Della Vigna proved a skillful and trustworthy diplomat, and he persistently defended the emperor against his traducers and against the pope's menaces. But at the First Council of Lyon (1245), which had been summoned by Pope Innocent IV, della Vigna entrusted the defense of his master to the celebrated jurist Taddeo da Suessa, who failed to prevent his condemnation.

Della Vigna was a distinguished man of culture. He encouraged science and the fine arts, and contributed much to the welfare of Italy by his legislative reforms. He was also the author of some vernacular poetry, of which two canzoni and a sonnet are still extant.

His letters, mostly written in the name of the emperor and published by Iselin (Epistolarum libri vi, 2 v., Basel, 1740), contain much valuable information on the history and culture of the 13th century. A collection of the laws of Sicily, a Tractatus de potestate imperiali, and another treatise, On Consolation, in the style of Boethius, are also attributed to him.

The Guelphic tradition accuses della Vigna, as well as the emperor and his court, of heresy. It was even stated, probably without any foundation, that they were the authors of the famous work De Tribus Impostoribus, wherein Moses, Jesus and Muhammad are criticised and their teachings are rejected.

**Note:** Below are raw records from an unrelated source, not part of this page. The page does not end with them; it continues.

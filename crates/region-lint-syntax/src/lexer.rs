//! # Lexer - Tokenizing C# Source
//!
//! This module provides the first stage of parsing: breaking source text into
//! tokens using the [Logos] lexer generator.
//!
//! [Logos]: https://docs.rs/logos
//!
//! ## The Lossless Guarantee
//!
//! Every byte in the input appears in exactly one token. Nothing is skipped,
//! including whitespace, comments and preprocessor lines:
//!
//! ```
//! use region_lint_syntax::lexer::lex;
//!
//! let input = "#region Fields\nint x; // note\n#endregion\n";
//! let tokens = lex(input);
//!
//! let reconstructed: String = tokens.iter().map(|t| t.text).collect();
//! assert_eq!(input, reconstructed);
//! ```
//!
//! ## Two-Step Classification
//!
//! Logos sees a preprocessor line as one `#...` run and a line comment as one
//! `//...` run. [`lex`] then looks at the first word of each to decide whether
//! it is a scope marker (`#region`, `#endif`, `// endregion`, ...) or ordinary
//! trivia. Keeping the regexes coarse avoids equal-length conflicts between
//! overlapping Logos patterns.
//!
//! ## Public API
//!
//! - [`lex`] - Tokenize input, returning `Vec<Token>`
//! - [`lex_with_spans`] - Tokenize with byte offset spans
//! - [`Token`] - A token with its kind and text slice

use logos::Logos;

use crate::syntax_kind::SyntaxKind;

/// Token kinds produced by the Logos lexer.
///
/// This enum exists separately from [`SyntaxKind`] because Logos needs to
/// derive on it. Most variants map one-to-one; `Directive` and `LineComment`
/// are refined by [`lex`] after looking at their text.
///
/// [`SyntaxKind`]: crate::syntax_kind::SyntaxKind
#[derive(Logos, Debug, Clone, Copy, PartialEq, Eq)]
#[logos(skip r"")]
pub enum TokenKind {
    #[regex(r"[ \t]+")]
    Whitespace,

    /// Line ending (LF or CRLF)
    #[regex(r"\r?\n")]
    Newline,

    #[regex(r"//[^\r\n]*")]
    LineComment,

    #[regex(r"/\*([^*]|\*+[^*/])*\*+/")]
    BlockComment,

    /// A whole preprocessor line, without its line ending
    #[regex(r"#[^\r\n]*")]
    Directive,

    #[regex(r"@?[A-Za-z_][A-Za-z0-9_]*")]
    Ident,

    #[regex(r"[0-9][0-9A-Za-z_]*")]
    Number,

    #[regex(r#""([^"\\\r\n]|\\.)*""#)]
    #[regex(r#"\$"([^"\\\r\n]|\\.)*""#)]
    #[regex(r#"@"([^"]|"")*""#)]
    String,

    #[regex(r"'([^'\\\r\n]|\\.)*'")]
    Char,

    #[token("{")]
    LBrace,
    #[token("}")]
    RBrace,
    #[token("(")]
    LParen,
    #[token(")")]
    RParen,
    #[token("[")]
    LBrack,
    #[token("]")]
    RBrack,
    #[token("<")]
    LAngle,
    #[token(">")]
    RAngle,
    #[token(";")]
    Semicolon,
    #[token(",")]
    Comma,
    #[token(".")]
    Dot,
    #[token(":")]
    Colon,
    #[token("=")]
    Eq,
    #[token("=>")]
    FatArrow,
    #[token("?")]
    Question,

    #[token("==")]
    #[token("!=")]
    #[token("<=")]
    #[token(">=")]
    #[token("&&")]
    #[token("||")]
    #[token("++")]
    #[token("--")]
    #[token("+=")]
    #[token("-=")]
    #[token("*=")]
    #[token("/=")]
    #[token("%=")]
    #[token("&=")]
    #[token("|=")]
    #[token("^=")]
    #[token("??")]
    #[token("??=")]
    #[token("?.")]
    #[token("->")]
    #[token("::")]
    #[token("+")]
    #[token("-")]
    #[token("*")]
    #[token("/")]
    #[token("%")]
    #[token("&")]
    #[token("|")]
    #[token("^")]
    #[token("!")]
    #[token("~")]
    #[token("$")]
    #[token("@")]
    Operator,

    #[token("using")]
    Using,
    #[token("namespace")]
    Namespace,
    #[token("class")]
    Class,
    #[token("struct")]
    Struct,
    #[token("interface")]
    Interface,
    #[token("enum")]
    Enum,
    #[token("if")]
    If,
    #[token("else")]
    Else,
    #[token("while")]
    While,
    #[token("do")]
    Do,
    #[token("for")]
    For,
    #[token("foreach")]
    Foreach,
    #[token("try")]
    Try,
    #[token("catch")]
    Catch,
    #[token("finally")]
    Finally,
    #[token("switch")]
    Switch,
    #[token("case")]
    Case,
    #[token("default")]
    Default,
    #[token("return")]
    Return,
    #[token("lock")]
    Lock,
    #[token("fixed")]
    Fixed,
    #[token("checked")]
    Checked,
    #[token("unchecked")]
    Unchecked,
    #[token("unsafe")]
    Unsafe,
}

impl TokenKind {
    /// Convert to SyntaxKind.
    ///
    /// `Directive` and `LineComment` map to their generic kinds here; use
    /// [`classify_directive`] and [`classify_comment`] to refine them.
    pub fn to_syntax_kind(self) -> SyntaxKind {
        match self {
            TokenKind::Whitespace => SyntaxKind::WHITESPACE,
            TokenKind::Newline => SyntaxKind::NEWLINE,
            TokenKind::LineComment => SyntaxKind::LINE_COMMENT,
            TokenKind::BlockComment => SyntaxKind::BLOCK_COMMENT,
            TokenKind::Directive => SyntaxKind::DIRECTIVE,
            TokenKind::Ident => SyntaxKind::IDENT,
            TokenKind::Number => SyntaxKind::NUMBER,
            TokenKind::String => SyntaxKind::STRING,
            TokenKind::Char => SyntaxKind::CHAR,
            TokenKind::LBrace => SyntaxKind::L_BRACE,
            TokenKind::RBrace => SyntaxKind::R_BRACE,
            TokenKind::LParen => SyntaxKind::L_PAREN,
            TokenKind::RParen => SyntaxKind::R_PAREN,
            TokenKind::LBrack => SyntaxKind::L_BRACK,
            TokenKind::RBrack => SyntaxKind::R_BRACK,
            TokenKind::LAngle => SyntaxKind::L_ANGLE,
            TokenKind::RAngle => SyntaxKind::R_ANGLE,
            TokenKind::Semicolon => SyntaxKind::SEMICOLON,
            TokenKind::Comma => SyntaxKind::COMMA,
            TokenKind::Dot => SyntaxKind::DOT,
            TokenKind::Colon => SyntaxKind::COLON,
            TokenKind::Eq => SyntaxKind::EQ,
            TokenKind::FatArrow => SyntaxKind::FAT_ARROW,
            TokenKind::Question => SyntaxKind::QUESTION,
            TokenKind::Operator => SyntaxKind::OPERATOR,
            TokenKind::Using => SyntaxKind::USING_KW,
            TokenKind::Namespace => SyntaxKind::NAMESPACE_KW,
            TokenKind::Class => SyntaxKind::CLASS_KW,
            TokenKind::Struct => SyntaxKind::STRUCT_KW,
            TokenKind::Interface => SyntaxKind::INTERFACE_KW,
            TokenKind::Enum => SyntaxKind::ENUM_KW,
            TokenKind::If => SyntaxKind::IF_KW,
            TokenKind::Else => SyntaxKind::ELSE_KW,
            TokenKind::While => SyntaxKind::WHILE_KW,
            TokenKind::Do => SyntaxKind::DO_KW,
            TokenKind::For => SyntaxKind::FOR_KW,
            TokenKind::Foreach => SyntaxKind::FOREACH_KW,
            TokenKind::Try => SyntaxKind::TRY_KW,
            TokenKind::Catch => SyntaxKind::CATCH_KW,
            TokenKind::Finally => SyntaxKind::FINALLY_KW,
            TokenKind::Switch => SyntaxKind::SWITCH_KW,
            TokenKind::Case => SyntaxKind::CASE_KW,
            TokenKind::Default => SyntaxKind::DEFAULT_KW,
            TokenKind::Return => SyntaxKind::RETURN_KW,
            TokenKind::Lock => SyntaxKind::LOCK_KW,
            TokenKind::Fixed => SyntaxKind::FIXED_KW,
            TokenKind::Checked => SyntaxKind::CHECKED_KW,
            TokenKind::Unchecked => SyntaxKind::UNCHECKED_KW,
            TokenKind::Unsafe => SyntaxKind::UNSAFE_KW,
        }
    }
}

/// First identifier-like word of `text`, after leading whitespace.
fn leading_word(text: &str) -> &str {
    let text = text.trim_start();
    let end = text
        .find(|c: char| !c.is_ascii_alphanumeric())
        .unwrap_or(text.len());
    &text[..end]
}

/// Refine a `#...` line into the matching directive kind.
pub fn classify_directive(text: &str) -> SyntaxKind {
    let body = text.strip_prefix('#').unwrap_or(text);
    match leading_word(body) {
        "region" => SyntaxKind::REGION_DIRECTIVE,
        "endregion" => SyntaxKind::END_REGION_DIRECTIVE,
        "if" => SyntaxKind::IF_DIRECTIVE,
        "elif" => SyntaxKind::ELIF_DIRECTIVE,
        "else" => SyntaxKind::ELSE_DIRECTIVE,
        "endif" => SyntaxKind::END_IF_DIRECTIVE,
        _ => SyntaxKind::DIRECTIVE,
    }
}

/// Refine a `//...` comment into a region comment when it is one.
///
/// Recognises the `// region Name` / `// endregion` convention as well as
/// NetBeans-style `// <editor-fold>` / `// </editor-fold>` pairs.
pub fn classify_comment(text: &str) -> SyntaxKind {
    let body = text.strip_prefix("//").unwrap_or(text).trim_start();
    if body.starts_with("<editor-fold") {
        return SyntaxKind::REGION_COMMENT;
    }
    if body.starts_with("</editor-fold") {
        return SyntaxKind::END_REGION_COMMENT;
    }
    match leading_word(body) {
        "region" => SyntaxKind::REGION_COMMENT,
        "endregion" => SyntaxKind::END_REGION_COMMENT,
        _ => SyntaxKind::LINE_COMMENT,
    }
}

/// A lexed token with its kind and text slice.
#[derive(Debug, Clone, PartialEq, Eq)]
pub struct Token<'a> {
    pub kind: SyntaxKind,
    pub text: &'a str,
}

fn refine(result: Result<TokenKind, ()>, text: &str) -> SyntaxKind {
    match result {
        Ok(TokenKind::Directive) => classify_directive(text),
        Ok(TokenKind::LineComment) => classify_comment(text),
        Ok(token_kind) => token_kind.to_syntax_kind(),
        // Logos error means unrecognized input - keep it as an error token
        Err(()) => SyntaxKind::ERROR_TOKEN,
    }
}

/// Lex the input into a sequence of tokens.
///
/// Guarantees that all bytes from the input appear in the output tokens.
pub fn lex(input: &str) -> Vec<Token<'_>> {
    let mut tokens = Vec::new();
    let mut lexer = TokenKind::lexer(input);

    while let Some(result) = lexer.next() {
        let text = lexer.slice();
        let kind = refine(result, text);
        tokens.push(Token { kind, text });
    }

    tokens
}

/// Lex and return tokens along with their byte spans.
pub fn lex_with_spans(input: &str) -> Vec<(Token<'_>, std::ops::Range<usize>)> {
    let mut tokens = Vec::new();
    let mut lexer = TokenKind::lexer(input);

    while let Some(result) = lexer.next() {
        let span = lexer.span();
        let text = lexer.slice();
        let kind = refine(result, text);
        tokens.push((Token { kind, text }, span));
    }

    tokens
}

#[cfg(test)]
mod tests {
    use super::*;
    use pretty_assertions::assert_eq;
    use rstest::rstest;

    fn token(kind: SyntaxKind, text: &str) -> Token<'_> {
        Token { kind, text }
    }

    fn kinds(input: &str) -> Vec<SyntaxKind> {
        lex(input).into_iter().map(|t| t.kind).collect()
    }

    #[test]
    fn lex_empty_input() {
        assert_eq!(lex(""), vec![]);
    }

    #[test]
    fn lex_identifier() {
        assert_eq!(lex("value"), vec![token(SyntaxKind::IDENT, "value")]);
    }

    #[test]
    fn keywords_win_over_identifiers() {
        assert_eq!(
            kinds("class classes"),
            vec![
                SyntaxKind::CLASS_KW,
                SyntaxKind::WHITESPACE,
                SyntaxKind::IDENT
            ]
        );
    }

    #[test]
    fn lex_newline_crlf() {
        assert_eq!(lex("\r\n"), vec![token(SyntaxKind::NEWLINE, "\r\n")]);
    }

    #[test]
    fn lex_method_header() {
        let tokens = lex("void Run() {");
        assert_eq!(
            tokens,
            vec![
                token(SyntaxKind::IDENT, "void"),
                token(SyntaxKind::WHITESPACE, " "),
                token(SyntaxKind::IDENT, "Run"),
                token(SyntaxKind::L_PAREN, "("),
                token(SyntaxKind::R_PAREN, ")"),
                token(SyntaxKind::WHITESPACE, " "),
                token(SyntaxKind::L_BRACE, "{"),
            ]
        );
    }

    #[test]
    fn lex_region_directive_keeps_name_in_token() {
        let tokens = lex("#region Private helpers\n");
        assert_eq!(
            tokens,
            vec![
                token(SyntaxKind::REGION_DIRECTIVE, "#region Private helpers"),
                token(SyntaxKind::NEWLINE, "\n"),
            ]
        );
    }

    #[rstest]
    #[case("#region", SyntaxKind::REGION_DIRECTIVE)]
    #[case("# region Spaced", SyntaxKind::REGION_DIRECTIVE)]
    #[case("#endregion", SyntaxKind::END_REGION_DIRECTIVE)]
    #[case("#endregion Name", SyntaxKind::END_REGION_DIRECTIVE)]
    #[case("#if DEBUG", SyntaxKind::IF_DIRECTIVE)]
    #[case("#elif TRACE", SyntaxKind::ELIF_DIRECTIVE)]
    #[case("#else", SyntaxKind::ELSE_DIRECTIVE)]
    #[case("#endif", SyntaxKind::END_IF_DIRECTIVE)]
    #[case("#pragma warning disable", SyntaxKind::DIRECTIVE)]
    #[case("#regionally", SyntaxKind::DIRECTIVE)]
    fn classifies_directives(#[case] text: &str, #[case] expected: SyntaxKind) {
        assert_eq!(classify_directive(text), expected);
    }

    #[rstest]
    #[case("// region Fields", SyntaxKind::REGION_COMMENT)]
    #[case("//region", SyntaxKind::REGION_COMMENT)]
    #[case("// endregion", SyntaxKind::END_REGION_COMMENT)]
    #[case("// <editor-fold desc=\"Fields\">", SyntaxKind::REGION_COMMENT)]
    #[case("// </editor-fold>", SyntaxKind::END_REGION_COMMENT)]
    #[case("// regions are discouraged", SyntaxKind::LINE_COMMENT)]
    #[case("// plain comment", SyntaxKind::LINE_COMMENT)]
    fn classifies_comments(#[case] text: &str, #[case] expected: SyntaxKind) {
        assert_eq!(classify_comment(text), expected);
    }

    #[test]
    fn hash_inside_string_is_not_a_directive() {
        assert_eq!(
            kinds(r##"s = "#region";"##),
            vec![
                SyntaxKind::IDENT,
                SyntaxKind::WHITESPACE,
                SyntaxKind::EQ,
                SyntaxKind::WHITESPACE,
                SyntaxKind::STRING,
                SyntaxKind::SEMICOLON,
            ]
        );
    }

    #[test]
    fn lambda_arrow_and_comparison() {
        assert_eq!(
            kinds("x => x == 1"),
            vec![
                SyntaxKind::IDENT,
                SyntaxKind::WHITESPACE,
                SyntaxKind::FAT_ARROW,
                SyntaxKind::WHITESPACE,
                SyntaxKind::IDENT,
                SyntaxKind::WHITESPACE,
                SyntaxKind::OPERATOR,
                SyntaxKind::WHITESPACE,
                SyntaxKind::NUMBER,
            ]
        );
    }

    #[test]
    fn generic_closers_stay_separate() {
        assert_eq!(
            kinds("List<List<int>>"),
            vec![
                SyntaxKind::IDENT,
                SyntaxKind::L_ANGLE,
                SyntaxKind::IDENT,
                SyntaxKind::L_ANGLE,
                SyntaxKind::IDENT,
                SyntaxKind::R_ANGLE,
                SyntaxKind::R_ANGLE,
            ]
        );
    }

    #[test]
    fn unknown_bytes_become_error_tokens() {
        let tokens = lex("a é");
        assert_eq!(tokens.last().map(|t| t.kind), Some(SyntaxKind::ERROR_TOKEN));
        let reconstructed: String = tokens.iter().map(|t| t.text).collect();
        assert_eq!(reconstructed, "a é");
    }

    #[test]
    fn all_bytes_preserved_complex() {
        let input = "namespace A {\n  class B {\n#region R\n    /* c */ void M() { var s = @\"x\"\"y\"; }\n#endregion\n  }\n}\n";
        let tokens = lex(input);
        let reconstructed: String = tokens.iter().map(|t| t.text).collect();
        assert_eq!(input, reconstructed);
    }

    #[test]
    fn spans_are_correct() {
        let input = "int x = 1; // done";
        let tokens = lex_with_spans(input);
        for (token, span) in &tokens {
            assert_eq!(token.text, &input[span.clone()]);
        }
    }
}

==Imprisonment and supposed suicide==
Della Vigna was arrested in Cremona in March 1249, as a traitor (proditor). The reasons for the arrest have never been clarified; a conspiracy or accusation of corruption has been suggested. He was blinded by Frederick II in Pontremoli in the Piazzetta of San Geminiano. The exact circumstances of della Vigna's death, which occurred shortly after his downfall, are unknown; some sources claim that he may have been tortured to death or died as a result of being blinded, while others insist that he committed suicide in a prison tower of San Miniato.

==In the Divine Comedy==
As a suicide, he appears as one of the damned in the Woods of Suicide in Dante's Inferno, Circle VII, Ring II, Canto XIII: Violent against the self: suicides and profligates. Della Vigna reveals his identity to the travelers Dante and Virgil: "I am himself that held both keys of Frederick's heart / to lock and unlock and well I knew / to turn them with so exquisite an art."

Dante's portrayal of della Vigna emphasises his skill as a rhetorician. His syntax is complex and tangled, like the thornbushes. At one point, Dante echoes it: "I think he thought that I was thinking", according to John Ciardi's translation. In placing him among the suicides rather than the traitors, Dante affirms that della Vigna was falsely or wrongly accused, in other words, framed.

In the 19th century, William Blake illustrated the Divine Comedy and depicted della Vigna in The Wood of the Self-Murderers: The Harpies and the Suicides.